> The input:
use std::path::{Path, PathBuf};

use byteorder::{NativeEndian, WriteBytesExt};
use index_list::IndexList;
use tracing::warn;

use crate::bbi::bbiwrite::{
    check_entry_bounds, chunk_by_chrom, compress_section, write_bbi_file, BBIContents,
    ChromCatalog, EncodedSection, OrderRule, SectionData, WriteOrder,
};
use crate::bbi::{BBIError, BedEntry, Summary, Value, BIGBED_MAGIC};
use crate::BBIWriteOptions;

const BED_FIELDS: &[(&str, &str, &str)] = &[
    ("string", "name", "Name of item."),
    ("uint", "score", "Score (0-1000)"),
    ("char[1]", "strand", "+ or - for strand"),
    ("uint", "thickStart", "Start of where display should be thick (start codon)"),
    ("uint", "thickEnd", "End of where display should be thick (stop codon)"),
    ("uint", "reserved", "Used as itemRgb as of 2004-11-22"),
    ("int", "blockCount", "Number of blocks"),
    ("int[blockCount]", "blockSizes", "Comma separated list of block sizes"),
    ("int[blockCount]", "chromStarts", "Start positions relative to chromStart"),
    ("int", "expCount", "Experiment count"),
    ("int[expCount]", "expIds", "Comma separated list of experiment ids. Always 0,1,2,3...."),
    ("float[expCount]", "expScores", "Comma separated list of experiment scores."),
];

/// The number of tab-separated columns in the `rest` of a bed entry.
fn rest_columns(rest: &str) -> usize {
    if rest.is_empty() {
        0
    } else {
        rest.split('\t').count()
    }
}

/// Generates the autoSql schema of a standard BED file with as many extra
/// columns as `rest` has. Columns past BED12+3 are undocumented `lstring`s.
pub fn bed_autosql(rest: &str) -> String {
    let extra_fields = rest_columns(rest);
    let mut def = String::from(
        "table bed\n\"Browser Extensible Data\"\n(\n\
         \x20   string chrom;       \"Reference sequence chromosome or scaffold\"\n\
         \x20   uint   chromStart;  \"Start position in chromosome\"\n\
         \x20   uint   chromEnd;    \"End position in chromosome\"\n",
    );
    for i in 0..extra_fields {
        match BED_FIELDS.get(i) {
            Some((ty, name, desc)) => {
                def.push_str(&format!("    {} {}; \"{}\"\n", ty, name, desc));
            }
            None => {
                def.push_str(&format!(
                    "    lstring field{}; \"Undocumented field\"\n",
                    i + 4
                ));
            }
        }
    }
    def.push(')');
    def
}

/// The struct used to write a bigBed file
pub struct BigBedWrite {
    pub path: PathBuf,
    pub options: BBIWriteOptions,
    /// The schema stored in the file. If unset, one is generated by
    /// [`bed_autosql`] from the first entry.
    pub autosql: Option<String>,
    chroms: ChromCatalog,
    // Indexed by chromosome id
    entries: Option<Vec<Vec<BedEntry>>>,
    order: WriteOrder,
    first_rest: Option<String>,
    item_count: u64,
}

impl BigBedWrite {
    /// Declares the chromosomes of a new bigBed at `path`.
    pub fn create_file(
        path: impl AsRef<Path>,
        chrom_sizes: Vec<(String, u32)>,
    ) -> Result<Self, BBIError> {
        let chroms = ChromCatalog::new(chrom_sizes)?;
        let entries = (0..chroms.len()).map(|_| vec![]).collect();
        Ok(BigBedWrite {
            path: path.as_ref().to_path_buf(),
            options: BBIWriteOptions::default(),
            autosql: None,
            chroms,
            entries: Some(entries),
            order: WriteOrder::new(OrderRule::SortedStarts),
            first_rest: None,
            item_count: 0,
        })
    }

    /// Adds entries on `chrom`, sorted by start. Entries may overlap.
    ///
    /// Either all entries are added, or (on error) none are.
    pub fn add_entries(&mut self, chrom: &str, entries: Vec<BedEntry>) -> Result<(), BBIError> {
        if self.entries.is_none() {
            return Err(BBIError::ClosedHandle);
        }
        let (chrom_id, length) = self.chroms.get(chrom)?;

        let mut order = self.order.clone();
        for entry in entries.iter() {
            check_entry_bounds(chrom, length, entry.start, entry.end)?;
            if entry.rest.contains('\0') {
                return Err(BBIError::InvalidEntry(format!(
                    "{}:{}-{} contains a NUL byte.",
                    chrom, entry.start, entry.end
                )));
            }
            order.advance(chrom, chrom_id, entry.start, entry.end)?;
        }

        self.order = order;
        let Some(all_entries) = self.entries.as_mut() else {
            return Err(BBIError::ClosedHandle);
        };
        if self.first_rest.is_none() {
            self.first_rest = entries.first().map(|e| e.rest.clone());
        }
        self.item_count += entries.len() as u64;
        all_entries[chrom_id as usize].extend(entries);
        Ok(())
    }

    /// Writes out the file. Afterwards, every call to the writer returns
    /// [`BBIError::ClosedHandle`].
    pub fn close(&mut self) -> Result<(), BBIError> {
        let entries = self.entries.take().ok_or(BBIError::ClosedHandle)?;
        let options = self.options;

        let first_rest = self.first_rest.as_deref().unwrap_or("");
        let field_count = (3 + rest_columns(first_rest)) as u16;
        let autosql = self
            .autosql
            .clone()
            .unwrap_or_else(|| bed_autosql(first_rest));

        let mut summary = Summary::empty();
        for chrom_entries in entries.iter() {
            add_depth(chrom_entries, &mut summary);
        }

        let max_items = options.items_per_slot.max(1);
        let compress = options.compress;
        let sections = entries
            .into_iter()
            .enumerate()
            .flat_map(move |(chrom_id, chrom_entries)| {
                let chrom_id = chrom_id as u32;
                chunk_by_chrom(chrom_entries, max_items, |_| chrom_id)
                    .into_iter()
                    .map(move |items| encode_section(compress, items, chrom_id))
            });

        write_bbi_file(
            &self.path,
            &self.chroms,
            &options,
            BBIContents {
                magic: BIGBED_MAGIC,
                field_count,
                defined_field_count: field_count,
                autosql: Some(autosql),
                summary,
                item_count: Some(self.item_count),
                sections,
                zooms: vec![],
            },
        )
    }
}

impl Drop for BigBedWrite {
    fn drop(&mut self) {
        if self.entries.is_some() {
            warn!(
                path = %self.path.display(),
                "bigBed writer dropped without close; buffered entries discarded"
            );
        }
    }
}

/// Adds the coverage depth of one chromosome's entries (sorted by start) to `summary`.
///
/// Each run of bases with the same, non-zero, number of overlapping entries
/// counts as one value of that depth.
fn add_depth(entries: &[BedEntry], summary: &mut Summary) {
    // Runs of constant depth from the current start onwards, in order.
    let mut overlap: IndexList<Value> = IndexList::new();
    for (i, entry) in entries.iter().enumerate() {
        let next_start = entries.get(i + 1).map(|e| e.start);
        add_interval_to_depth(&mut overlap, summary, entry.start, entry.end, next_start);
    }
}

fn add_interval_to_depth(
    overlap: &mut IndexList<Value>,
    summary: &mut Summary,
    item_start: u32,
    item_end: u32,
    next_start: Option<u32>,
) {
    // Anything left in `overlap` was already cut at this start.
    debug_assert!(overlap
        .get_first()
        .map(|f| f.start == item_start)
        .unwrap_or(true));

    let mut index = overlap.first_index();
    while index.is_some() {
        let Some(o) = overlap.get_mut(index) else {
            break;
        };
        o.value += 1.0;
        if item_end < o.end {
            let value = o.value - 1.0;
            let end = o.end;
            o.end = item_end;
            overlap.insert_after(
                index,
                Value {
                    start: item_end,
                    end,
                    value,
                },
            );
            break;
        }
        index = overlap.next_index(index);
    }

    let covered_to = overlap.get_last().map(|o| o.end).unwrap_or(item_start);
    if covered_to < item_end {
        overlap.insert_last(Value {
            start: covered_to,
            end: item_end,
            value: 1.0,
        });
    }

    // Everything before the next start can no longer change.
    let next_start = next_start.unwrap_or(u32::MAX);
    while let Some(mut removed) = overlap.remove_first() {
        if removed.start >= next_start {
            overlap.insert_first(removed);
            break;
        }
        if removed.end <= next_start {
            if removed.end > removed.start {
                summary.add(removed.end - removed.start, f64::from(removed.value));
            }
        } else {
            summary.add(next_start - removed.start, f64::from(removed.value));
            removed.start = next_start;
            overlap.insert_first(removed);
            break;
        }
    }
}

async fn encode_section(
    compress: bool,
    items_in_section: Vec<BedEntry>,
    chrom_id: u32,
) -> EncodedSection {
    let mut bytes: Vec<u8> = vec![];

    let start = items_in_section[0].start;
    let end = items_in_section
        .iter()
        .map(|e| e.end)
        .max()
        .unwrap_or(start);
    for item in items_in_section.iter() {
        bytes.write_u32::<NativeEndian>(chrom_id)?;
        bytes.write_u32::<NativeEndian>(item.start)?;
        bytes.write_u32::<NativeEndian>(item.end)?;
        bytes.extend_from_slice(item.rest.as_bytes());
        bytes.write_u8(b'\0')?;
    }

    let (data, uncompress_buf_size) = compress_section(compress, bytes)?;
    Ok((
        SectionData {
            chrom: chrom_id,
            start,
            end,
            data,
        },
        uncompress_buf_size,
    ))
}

> What to produce:
Give the lines again, exactly as they stand, from the beginning of the data through the line with "of experiment ids.".

> Exercise response:
use std::path::{Path, PathBuf};

use byteorder::{NativeEndian, WriteBytesExt};
use index_list::IndexList;
use tracing::warn;

use crate::bbi::bbiwrite::{
    check_entry_bounds, chunk_by_chrom, compress_section, write_bbi_file, BBIContents,
    ChromCatalog, EncodedSection, OrderRule, SectionData, WriteOrder,
};
use crate::bbi::{BBIError, BedEntry, Summary, Value, BIGBED_MAGIC};
use crate::BBIWriteOptions;

const BED_FIELDS: &[(&str, &str, &str)] = &[
    ("string", "name", "Name of item."),
    ("uint", "score", "Score (0-1000)"),
    ("char[1]", "strand", "+ or - for strand"),
    ("uint", "thickStart", "Start of where display should be thick (start codon)"),
    ("uint", "thickEnd", "End of where display should be thick (stop codon)"),
    ("uint", "reserved", "Used as itemRgb as of 2004-11-22"),
    ("int", "blockCount", "Number of blocks"),
    ("int[blockCount]", "blockSizes", "Comma separated list of block sizes"),
    ("int[blockCount]", "chromStarts", "Start positions relative to chromStart"),
    ("int", "expCount", "Experiment count"),
    ("int[expCount]", "expIds", "Comma separated list of experiment ids. Always 0,1,2,3...."),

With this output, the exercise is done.